[Collected data entries]
##############################

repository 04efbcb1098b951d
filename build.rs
use shadow_rs::ShadowBuilder;

fn main() {
    // Build metadata for `--version`
    ShadowBuilder::builder()
        .build()
        .expect("Failed to generate build metadata");
}
//! Command executor for dispatching CLI commands
//!
//! This module provides the main entry point for executing CLI commands
//! after parsing and configuration loading.

use tracing::{error, info};

use super::handlers::{CheckCommandHandler, DemoCommandHandler, PublishCommandHandler};
use super::parser::{Cli, Commands};
use crate::config::settings::Settings;
use crate::error::{AppError, AppResult, error_chain};
use crate::services::NotificationService;
use crate::services::notifications::create_producer;

/// Execute a CLI command with the given settings
///
/// Every command except `check` builds the configured producer first and
/// closes it once the command has finished, whatever its outcome.
///
/// # Errors
/// Returns validation errors, producer construction errors, and send errors
/// from `announce`/`send`
pub async fn execute_command(cli: &Cli, settings: Settings) -> AppResult<()> {
    validate_command_args(cli)?;

    let command = cli.selected_command();
    if command == Commands::Check {
        return CheckCommandHandler::new(settings).execute();
    }

    let producer = create_producer(&settings.broker).await?;
    info!(
        producer = producer.name(),
        target = %settings.broker.target(),
        "Producer ready"
    );

    run_and_close(&command, NotificationService::new(producer)).await
}

/// Run a publishing command, then close the service's producer once
///
/// A close failure is logged and does not replace the command's result.
pub async fn run_and_close(command: &Commands, service: NotificationService) -> AppResult<()> {
    let result = run_with_service(command, &service).await;

    if let Err(e) = service.producer().close().await {
        error!(error = %error_chain(&e), "Failed to close producer");
    }

    result
}

/// Run a publishing command against an already constructed service
pub async fn run_with_service(command: &Commands, service: &NotificationService) -> AppResult<()> {
    match command {
        Commands::Demo => DemoCommandHandler::new(service.clone()).execute().await,
        Commands::Announce { title, message } => {
            PublishCommandHandler::new(service.clone())
                .announce(title, message)
                .await
        }
        Commands::Send {
            kind,
            title,
            message,
            targets,
        } => {
            PublishCommandHandler::new(service.clone())
                .send(kind, title, message, targets.clone())
                .await
        }
        // Handled before a producer is built
        Commands::Check => Ok(()),
    }
}

/// Validate command arguments before execution
fn validate_command_args(cli: &Cli) -> AppResult<()> {
    cli.validate()
        .map_err(|msg| AppError::validation("cli_arguments", msg))
}

#[cfg(test)]
mod tests {
    use super::*;
    use crate::services::notifications::testing::RecordingProducer;
    use clap::Parser;
    use std::sync::Arc;

    fn parse(args: &[&str]) -> Cli {
        Cli::try_parse_from(args).unwrap()
    }

    #[tokio::test]
    async fn test_execute_check_does_not_connect() {
        // Nothing listens on the discard port; check must not try
        let mut settings = Settings::default();
        settings.broker.kafka.brokers = vec!["127.0.0.1:9".to_string()];

        let result = execute_command(&parse(&["notifier-rs", "check"]), settings).await;
        assert!(result.is_ok());
    }

    #[tokio::test]
    async fn test_run_send_keeps_blank_target() {
        let producer = Arc::new(RecordingProducer::default());
        let service = NotificationService::new(producer.clone());

        let command = parse(&[
            "notifier-rs", "send", "--type", "t", "--title", "t", "--message", "m", "--target", " ",
        ])
        .selected_command();
        run_with_service(&command, &service).await.unwrap();

        assert_eq!(producer.sent()[0].targets, vec![" "]);
    }

    #[tokio::test]
    async fn test_run_default_command_is_demo() {
        let producer = Arc::new(RecordingProducer::default());
        let service = NotificationService::new(producer.clone());

        let command = parse(&["notifier-rs"]).selected_command();
        run_with_service(&command, &service).await.unwrap();

        assert_eq!(producer.sent().len(), 2);
    }

    #[tokio::test]
    async fn test_run_send_passes_targets() {
        let producer = Arc::new(RecordingProducer::default());
        let service = NotificationService::new(producer.clone());

        let command = parse(&[
            "notifier-rs", "send", "--type", "marketing", "--title", "T", "--message", "M",
            "--target", "a,b",
        ])
        .selected_command();
        run_with_service(&command, &service).await.unwrap();

        assert_eq!(producer.sent()[0].targets, vec!["a", "b"]);
    }

    #[tokio::test]
    async fn test_run_announce_failure_propagates() {
        let producer = Arc::new(RecordingProducer::failing("nope"));
        let service = NotificationService::new(producer);

        let command = Commands::Announce {
            title: "T".to_string(),
            message: "M".to_string(),
        };
        assert!(matches!(
            run_with_service(&command, &service).await,
            Err(AppError::Producer(_))
        ));
    }

    #[tokio::test]
    async fn test_run_and_close_closes_once_after_demo() {
        let producer = Arc::new(RecordingProducer::default());
        let service = NotificationService::new(producer.clone());

        run_and_close(&Commands::Demo, service).await.unwrap();

        assert_eq!(producer.sent().len(), 2);
        assert_eq!(producer.close_count(), 1);
    }

    #[tokio::test]
    async fn test_run_and_close_closes_once_after_failed_announce() {
        let producer = Arc::new(RecordingProducer::failing("broker down"));
        let service = NotificationService::new(producer.clone());

        let command = Commands::Announce {
            title: "T".to_string(),
            message: "M".to_string(),
        };
        let result = run_and_close(&command, service).await;

        assert!(matches!(result, Err(AppError::Producer(_))));
        assert_eq!(producer.close_count(), 1);
    }
}
//! CLI argument validation functions
//!
//! This module provides custom validation functions for CLI arguments
//! that go beyond what clap can validate automatically.

use std::fs;
use std::path::PathBuf;

/// Validate that a file path is accessible (exists and is readable)
pub fn validate_config_file_path(path_str: &str) -> Result<PathBuf, String> {
    let path = PathBuf::from(path_str);

    if !path.exists() {
        return Err(format!("Configuration file does not exist: '{}'", path_str));
    }

    if !path.is_file() {
        return Err(format!("Configuration path is not a file: '{}'", path_str));
    }

    match fs::File::open(&path) {
        Ok(_) => Ok(path),
        Err(e) => Err(format!("Cannot read configuration file '{}': {}", path_str, e)),
    }
}

/// Validate one Kafka bootstrap address, `host` or `host:port`
///
/// Applied to each element of a comma-separated list.
pub fn validate_broker_address(address_str: &str) -> Result<String, String> {
    let address = address_str.trim();

    if address.is_empty() {
        return Err("Broker address cannot be empty".to_string());
    }

    if address.chars().any(char::is_whitespace) {
        return Err(format!("Broker address cannot contain spaces: '{}'", address_str));
    }

    if let Some((host, port)) = address.rsplit_once(':') {
        if host.is_empty() {
            return Err(format!("Broker address is missing a host: '{}'", address_str));
        }

        match port.parse::<u16>() {
            Ok(0) | Err(_) => {
                return Err(format!(
                    "Broker port must be a number between 1 and 65535, got: '{}'",
                    port
                ));
            }
            Ok(_) => {}
        }
    }

    Ok(address.to_string())
}

/// Validate a topic, stream, region or notification type name
pub fn validate_name(name_str: &str) -> Result<String, String> {
    let name = name_str.trim();

    if name.is_empty() {
        return Err("Name cannot be empty".to_string());
    }

    if name.chars().any(char::is_whitespace) {
        return Err(format!("Name cannot contain spaces: '{}'", name_str));
    }

    Ok(name.to_string())
}

#[cfg(test)]
mod tests {
    use super::*;
    use tempfile::NamedTempFile;

    #[test]
    fn test_broker_address_valid() {
        let valid = [
            "172.19.245.31:9092",
            "localhost:9092",
            "kafka-1.internal",
            "[::1]:9092",
            " padded:9092 ",
        ];

        for address in valid {
            let result = validate_broker_address(address);
            assert!(result.is_ok(), "Broker {} should be valid", address);
        }

        assert_eq!(validate_broker_address(" padded:9092 ").unwrap(), "padded:9092");
    }

    #[test]
    fn test_broker_address_invalid() {
        let invalid = ["", "   ", "host name:9092", ":9092", "host:0", "host:65536", "host:abc"];

        for address in invalid {
            let result = validate_broker_address(address);
            assert!(result.is_err(), "Broker '{}' should be invalid", address);
        }
    }

    #[test]
    fn test_name_validation() {
        assert_eq!(validate_name("notifications").unwrap(), "notifications");
        assert_eq!(validate_name(" us-east-1 ").unwrap(), "us-east-1");

        for name in ["", "  ", "two words"] {
            assert!(validate_name(name).is_err(), "Name '{}' should be invalid", name);
        }
    }

    #[test]
    fn test_config_file_path_validation() {
        let file = NamedTempFile::new().unwrap();
        let path = file.path().to_str().unwrap();
        assert_eq!(validate_config_file_path(path).unwrap(), file.path());

        let dir = file.path().parent().unwrap().to_str().unwrap();
        assert!(validate_config_file_path(dir).unwrap_err().contains("not a file"));

        assert!(
            validate_config_file_path("/definitely/missing.toml")
                .unwrap_err()
                .contains("does not exist")
        );
    }
}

##############################

Gather every line from the entries above where the word "main" appears, and copy them.

fn main() {
//! This module provides the main entry point for executing CLI commands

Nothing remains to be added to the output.